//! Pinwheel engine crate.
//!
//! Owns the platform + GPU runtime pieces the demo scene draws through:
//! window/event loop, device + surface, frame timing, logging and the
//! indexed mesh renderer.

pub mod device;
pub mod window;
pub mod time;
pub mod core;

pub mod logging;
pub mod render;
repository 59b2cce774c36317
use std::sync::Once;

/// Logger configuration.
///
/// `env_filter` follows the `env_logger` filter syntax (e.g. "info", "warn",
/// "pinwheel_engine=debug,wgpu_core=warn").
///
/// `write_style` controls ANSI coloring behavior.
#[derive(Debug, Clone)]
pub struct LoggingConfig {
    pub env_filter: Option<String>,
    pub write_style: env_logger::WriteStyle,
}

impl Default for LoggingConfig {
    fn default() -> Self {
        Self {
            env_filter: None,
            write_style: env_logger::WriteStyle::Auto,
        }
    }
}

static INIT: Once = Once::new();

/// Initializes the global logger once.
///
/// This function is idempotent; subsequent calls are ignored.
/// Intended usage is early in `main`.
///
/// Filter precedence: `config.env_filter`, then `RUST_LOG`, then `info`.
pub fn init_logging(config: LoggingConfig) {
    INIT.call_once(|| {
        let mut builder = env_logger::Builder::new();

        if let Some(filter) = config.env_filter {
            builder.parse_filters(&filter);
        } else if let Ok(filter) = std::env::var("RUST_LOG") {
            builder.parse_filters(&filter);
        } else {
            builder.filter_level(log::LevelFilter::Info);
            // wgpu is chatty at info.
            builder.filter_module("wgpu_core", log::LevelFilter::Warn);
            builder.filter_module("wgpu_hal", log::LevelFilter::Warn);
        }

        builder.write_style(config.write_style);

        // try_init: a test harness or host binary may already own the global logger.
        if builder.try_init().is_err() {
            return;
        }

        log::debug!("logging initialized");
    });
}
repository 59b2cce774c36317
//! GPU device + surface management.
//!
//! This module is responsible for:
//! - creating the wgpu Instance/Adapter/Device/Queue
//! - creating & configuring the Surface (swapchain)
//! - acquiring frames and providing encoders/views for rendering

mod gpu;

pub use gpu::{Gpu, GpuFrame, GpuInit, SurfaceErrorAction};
——
[What you are asked to do]: Scan the material above. Copy each line where "window" occurs.

[The completed task]:
//! window/event loop, device + surface, frame timing, logging and the
pub mod window;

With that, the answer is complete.